▶ _TO DO_: Looking at the entries below, state how many lines contain the word "NodeId". Give the number alone.

• • • •

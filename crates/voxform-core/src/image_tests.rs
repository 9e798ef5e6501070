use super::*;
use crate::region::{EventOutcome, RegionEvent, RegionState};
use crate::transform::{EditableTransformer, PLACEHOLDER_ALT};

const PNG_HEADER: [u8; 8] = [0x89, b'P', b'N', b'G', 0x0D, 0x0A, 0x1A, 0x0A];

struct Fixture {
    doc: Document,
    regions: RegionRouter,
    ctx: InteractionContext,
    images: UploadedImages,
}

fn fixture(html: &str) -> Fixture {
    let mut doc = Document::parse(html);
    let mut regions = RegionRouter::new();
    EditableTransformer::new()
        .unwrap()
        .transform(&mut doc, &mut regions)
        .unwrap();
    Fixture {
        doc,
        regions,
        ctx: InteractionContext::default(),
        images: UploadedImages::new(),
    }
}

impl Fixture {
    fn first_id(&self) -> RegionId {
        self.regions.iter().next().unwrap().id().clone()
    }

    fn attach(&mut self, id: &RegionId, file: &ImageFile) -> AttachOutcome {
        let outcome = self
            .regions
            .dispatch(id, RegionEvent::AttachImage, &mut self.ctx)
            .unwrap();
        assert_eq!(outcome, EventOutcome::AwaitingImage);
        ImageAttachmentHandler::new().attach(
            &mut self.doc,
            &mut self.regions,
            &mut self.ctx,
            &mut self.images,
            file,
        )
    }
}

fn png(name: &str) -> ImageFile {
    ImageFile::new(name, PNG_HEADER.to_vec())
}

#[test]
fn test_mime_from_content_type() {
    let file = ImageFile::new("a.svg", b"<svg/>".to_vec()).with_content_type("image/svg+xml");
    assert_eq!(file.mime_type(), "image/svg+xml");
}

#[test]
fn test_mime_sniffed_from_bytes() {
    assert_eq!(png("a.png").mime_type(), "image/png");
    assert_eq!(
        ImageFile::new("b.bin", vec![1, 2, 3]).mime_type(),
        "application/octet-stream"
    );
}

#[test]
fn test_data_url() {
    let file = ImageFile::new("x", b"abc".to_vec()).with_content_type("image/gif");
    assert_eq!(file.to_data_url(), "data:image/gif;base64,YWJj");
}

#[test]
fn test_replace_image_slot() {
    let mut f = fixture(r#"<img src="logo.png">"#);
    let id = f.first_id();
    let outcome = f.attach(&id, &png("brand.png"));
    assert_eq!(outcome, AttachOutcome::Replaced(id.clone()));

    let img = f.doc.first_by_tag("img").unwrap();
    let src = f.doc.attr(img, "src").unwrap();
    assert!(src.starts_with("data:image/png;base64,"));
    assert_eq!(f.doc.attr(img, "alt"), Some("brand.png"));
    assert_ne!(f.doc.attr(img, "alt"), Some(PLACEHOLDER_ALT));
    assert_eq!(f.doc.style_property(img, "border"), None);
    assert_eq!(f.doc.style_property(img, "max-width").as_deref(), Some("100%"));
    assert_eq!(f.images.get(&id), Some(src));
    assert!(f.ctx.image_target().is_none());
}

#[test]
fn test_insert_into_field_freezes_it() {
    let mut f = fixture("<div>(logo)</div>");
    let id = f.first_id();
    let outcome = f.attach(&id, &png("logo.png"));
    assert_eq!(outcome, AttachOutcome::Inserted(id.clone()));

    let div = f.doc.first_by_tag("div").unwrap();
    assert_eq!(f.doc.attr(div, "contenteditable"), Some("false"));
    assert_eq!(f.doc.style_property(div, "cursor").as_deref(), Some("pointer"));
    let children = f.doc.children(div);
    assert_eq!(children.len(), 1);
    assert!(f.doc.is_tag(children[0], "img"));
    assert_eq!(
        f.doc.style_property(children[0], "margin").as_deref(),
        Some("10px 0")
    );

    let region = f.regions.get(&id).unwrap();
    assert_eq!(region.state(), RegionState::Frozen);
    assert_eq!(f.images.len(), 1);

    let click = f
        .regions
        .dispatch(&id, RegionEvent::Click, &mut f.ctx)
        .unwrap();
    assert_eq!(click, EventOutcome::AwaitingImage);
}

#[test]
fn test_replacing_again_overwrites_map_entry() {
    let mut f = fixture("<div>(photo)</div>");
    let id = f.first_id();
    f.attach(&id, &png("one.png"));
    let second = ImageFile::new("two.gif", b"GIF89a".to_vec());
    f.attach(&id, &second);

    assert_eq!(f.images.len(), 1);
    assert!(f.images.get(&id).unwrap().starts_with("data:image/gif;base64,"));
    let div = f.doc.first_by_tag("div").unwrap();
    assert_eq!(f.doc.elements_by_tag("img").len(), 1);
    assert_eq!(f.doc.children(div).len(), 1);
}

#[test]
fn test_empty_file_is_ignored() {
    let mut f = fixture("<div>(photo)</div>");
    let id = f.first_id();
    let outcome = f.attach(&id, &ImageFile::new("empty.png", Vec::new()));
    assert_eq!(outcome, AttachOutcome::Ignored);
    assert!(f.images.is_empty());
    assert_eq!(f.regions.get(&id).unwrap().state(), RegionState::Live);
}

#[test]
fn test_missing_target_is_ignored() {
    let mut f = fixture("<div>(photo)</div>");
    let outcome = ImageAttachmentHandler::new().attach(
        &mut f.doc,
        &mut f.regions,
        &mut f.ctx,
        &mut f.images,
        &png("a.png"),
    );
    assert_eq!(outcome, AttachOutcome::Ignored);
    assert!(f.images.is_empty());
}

• • • •

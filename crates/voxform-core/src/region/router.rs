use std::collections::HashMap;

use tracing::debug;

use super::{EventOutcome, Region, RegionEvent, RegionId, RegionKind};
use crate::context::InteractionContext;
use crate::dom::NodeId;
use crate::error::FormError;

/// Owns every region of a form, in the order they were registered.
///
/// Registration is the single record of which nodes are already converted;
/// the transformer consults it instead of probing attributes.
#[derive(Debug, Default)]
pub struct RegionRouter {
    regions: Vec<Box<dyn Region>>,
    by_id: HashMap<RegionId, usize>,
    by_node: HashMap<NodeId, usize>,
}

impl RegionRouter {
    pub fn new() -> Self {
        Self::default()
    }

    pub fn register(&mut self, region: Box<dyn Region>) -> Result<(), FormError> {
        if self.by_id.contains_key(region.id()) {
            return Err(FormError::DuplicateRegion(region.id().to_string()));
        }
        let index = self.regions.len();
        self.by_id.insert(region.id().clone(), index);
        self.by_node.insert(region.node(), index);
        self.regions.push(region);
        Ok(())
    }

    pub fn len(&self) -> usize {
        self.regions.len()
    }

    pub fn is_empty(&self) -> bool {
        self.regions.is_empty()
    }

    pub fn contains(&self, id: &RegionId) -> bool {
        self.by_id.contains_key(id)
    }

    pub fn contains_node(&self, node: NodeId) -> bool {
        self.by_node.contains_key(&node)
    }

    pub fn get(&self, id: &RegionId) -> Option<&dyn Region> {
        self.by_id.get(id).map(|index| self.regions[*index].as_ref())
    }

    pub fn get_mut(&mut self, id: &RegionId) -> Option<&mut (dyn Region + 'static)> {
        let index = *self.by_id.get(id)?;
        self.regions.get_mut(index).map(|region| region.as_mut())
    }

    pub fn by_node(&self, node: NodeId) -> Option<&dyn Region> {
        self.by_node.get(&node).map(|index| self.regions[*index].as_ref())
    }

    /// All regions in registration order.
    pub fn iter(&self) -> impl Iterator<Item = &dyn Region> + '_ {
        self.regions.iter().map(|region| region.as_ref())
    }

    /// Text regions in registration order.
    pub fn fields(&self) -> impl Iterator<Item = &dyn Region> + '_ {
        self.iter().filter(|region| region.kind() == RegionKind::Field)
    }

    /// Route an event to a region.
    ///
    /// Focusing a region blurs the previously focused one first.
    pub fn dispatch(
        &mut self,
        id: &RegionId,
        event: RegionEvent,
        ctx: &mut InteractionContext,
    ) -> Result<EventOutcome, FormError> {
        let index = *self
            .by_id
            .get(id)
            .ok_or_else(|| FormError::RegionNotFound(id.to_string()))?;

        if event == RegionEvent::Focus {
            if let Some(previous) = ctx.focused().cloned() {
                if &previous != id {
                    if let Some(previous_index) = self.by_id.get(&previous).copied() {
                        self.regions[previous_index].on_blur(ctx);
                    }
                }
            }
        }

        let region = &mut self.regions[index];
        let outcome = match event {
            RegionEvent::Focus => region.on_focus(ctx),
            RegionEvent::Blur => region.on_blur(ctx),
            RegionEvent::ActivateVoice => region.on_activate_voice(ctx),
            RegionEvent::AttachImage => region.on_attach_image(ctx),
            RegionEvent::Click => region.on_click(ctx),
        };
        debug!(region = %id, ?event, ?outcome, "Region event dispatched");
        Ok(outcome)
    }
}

• • • •

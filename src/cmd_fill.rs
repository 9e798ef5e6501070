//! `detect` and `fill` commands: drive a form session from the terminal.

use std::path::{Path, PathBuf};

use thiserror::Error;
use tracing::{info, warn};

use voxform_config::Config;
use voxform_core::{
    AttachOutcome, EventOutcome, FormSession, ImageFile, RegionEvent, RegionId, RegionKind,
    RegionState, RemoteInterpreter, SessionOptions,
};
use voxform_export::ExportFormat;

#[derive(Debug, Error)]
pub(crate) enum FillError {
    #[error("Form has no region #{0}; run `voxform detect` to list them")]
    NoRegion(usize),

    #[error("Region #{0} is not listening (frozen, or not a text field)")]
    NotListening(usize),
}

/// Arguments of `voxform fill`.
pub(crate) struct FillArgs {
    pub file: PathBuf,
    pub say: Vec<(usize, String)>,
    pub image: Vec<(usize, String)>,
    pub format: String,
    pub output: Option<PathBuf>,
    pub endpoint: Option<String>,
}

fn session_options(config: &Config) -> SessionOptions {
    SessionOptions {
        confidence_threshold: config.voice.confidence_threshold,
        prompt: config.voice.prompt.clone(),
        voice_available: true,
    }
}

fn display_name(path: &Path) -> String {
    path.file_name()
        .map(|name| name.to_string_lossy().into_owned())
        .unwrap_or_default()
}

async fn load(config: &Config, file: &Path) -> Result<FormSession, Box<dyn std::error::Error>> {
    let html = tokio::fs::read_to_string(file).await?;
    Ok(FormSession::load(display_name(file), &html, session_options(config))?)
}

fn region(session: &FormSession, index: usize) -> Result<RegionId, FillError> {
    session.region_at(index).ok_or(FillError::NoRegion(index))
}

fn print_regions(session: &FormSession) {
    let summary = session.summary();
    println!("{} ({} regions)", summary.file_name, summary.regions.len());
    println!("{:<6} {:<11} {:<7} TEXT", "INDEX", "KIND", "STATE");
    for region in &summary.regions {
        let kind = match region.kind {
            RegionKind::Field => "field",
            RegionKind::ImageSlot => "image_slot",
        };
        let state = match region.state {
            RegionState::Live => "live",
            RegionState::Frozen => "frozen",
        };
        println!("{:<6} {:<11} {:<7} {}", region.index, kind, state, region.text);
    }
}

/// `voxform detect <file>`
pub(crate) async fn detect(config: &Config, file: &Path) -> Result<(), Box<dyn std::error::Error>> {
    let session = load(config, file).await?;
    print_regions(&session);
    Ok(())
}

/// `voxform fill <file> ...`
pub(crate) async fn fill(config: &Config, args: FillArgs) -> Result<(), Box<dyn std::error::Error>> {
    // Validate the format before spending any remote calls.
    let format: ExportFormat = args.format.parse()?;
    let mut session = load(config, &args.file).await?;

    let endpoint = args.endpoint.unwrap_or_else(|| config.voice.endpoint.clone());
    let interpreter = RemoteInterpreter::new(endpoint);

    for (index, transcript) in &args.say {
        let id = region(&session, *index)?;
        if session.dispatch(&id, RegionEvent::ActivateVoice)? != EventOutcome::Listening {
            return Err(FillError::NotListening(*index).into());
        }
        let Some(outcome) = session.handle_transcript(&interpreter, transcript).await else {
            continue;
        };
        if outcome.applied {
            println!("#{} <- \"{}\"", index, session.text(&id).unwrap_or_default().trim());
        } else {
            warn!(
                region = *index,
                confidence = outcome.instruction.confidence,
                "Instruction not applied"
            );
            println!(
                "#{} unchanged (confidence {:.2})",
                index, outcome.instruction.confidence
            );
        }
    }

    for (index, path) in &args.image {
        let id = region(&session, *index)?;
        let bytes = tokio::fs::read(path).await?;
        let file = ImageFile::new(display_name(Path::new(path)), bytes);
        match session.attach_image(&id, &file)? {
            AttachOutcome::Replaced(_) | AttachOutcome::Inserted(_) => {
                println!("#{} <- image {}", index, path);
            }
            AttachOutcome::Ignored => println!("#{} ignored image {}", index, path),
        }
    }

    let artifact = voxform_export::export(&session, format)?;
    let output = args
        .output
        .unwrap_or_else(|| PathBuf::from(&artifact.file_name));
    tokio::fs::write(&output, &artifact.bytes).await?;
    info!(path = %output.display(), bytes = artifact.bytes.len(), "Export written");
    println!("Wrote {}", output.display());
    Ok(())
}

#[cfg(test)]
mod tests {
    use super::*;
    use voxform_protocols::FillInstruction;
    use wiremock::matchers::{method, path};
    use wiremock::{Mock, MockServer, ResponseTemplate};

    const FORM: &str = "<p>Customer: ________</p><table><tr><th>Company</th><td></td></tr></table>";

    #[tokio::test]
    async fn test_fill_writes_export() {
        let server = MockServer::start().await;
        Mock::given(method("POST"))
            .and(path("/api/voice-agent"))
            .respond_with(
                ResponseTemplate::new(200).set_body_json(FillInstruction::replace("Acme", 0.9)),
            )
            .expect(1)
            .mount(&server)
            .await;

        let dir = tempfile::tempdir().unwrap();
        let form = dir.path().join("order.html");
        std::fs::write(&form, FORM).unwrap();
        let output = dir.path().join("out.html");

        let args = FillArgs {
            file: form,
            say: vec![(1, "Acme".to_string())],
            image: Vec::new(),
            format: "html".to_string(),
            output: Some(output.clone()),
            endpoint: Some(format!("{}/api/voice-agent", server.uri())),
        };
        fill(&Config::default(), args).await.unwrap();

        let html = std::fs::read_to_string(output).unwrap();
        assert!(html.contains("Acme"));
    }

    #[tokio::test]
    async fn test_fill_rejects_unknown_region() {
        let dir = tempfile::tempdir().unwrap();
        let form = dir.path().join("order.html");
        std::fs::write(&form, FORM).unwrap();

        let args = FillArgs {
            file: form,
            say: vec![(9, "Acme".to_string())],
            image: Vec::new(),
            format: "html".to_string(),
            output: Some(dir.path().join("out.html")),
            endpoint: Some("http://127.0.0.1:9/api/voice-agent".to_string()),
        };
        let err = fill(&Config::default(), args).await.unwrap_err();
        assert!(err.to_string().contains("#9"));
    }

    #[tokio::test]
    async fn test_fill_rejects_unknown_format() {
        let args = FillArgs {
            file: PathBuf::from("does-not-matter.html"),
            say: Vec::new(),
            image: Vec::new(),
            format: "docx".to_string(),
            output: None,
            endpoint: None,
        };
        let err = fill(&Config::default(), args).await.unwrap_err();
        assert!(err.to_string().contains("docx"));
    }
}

• • • •

▶ _OUTPUT_: 4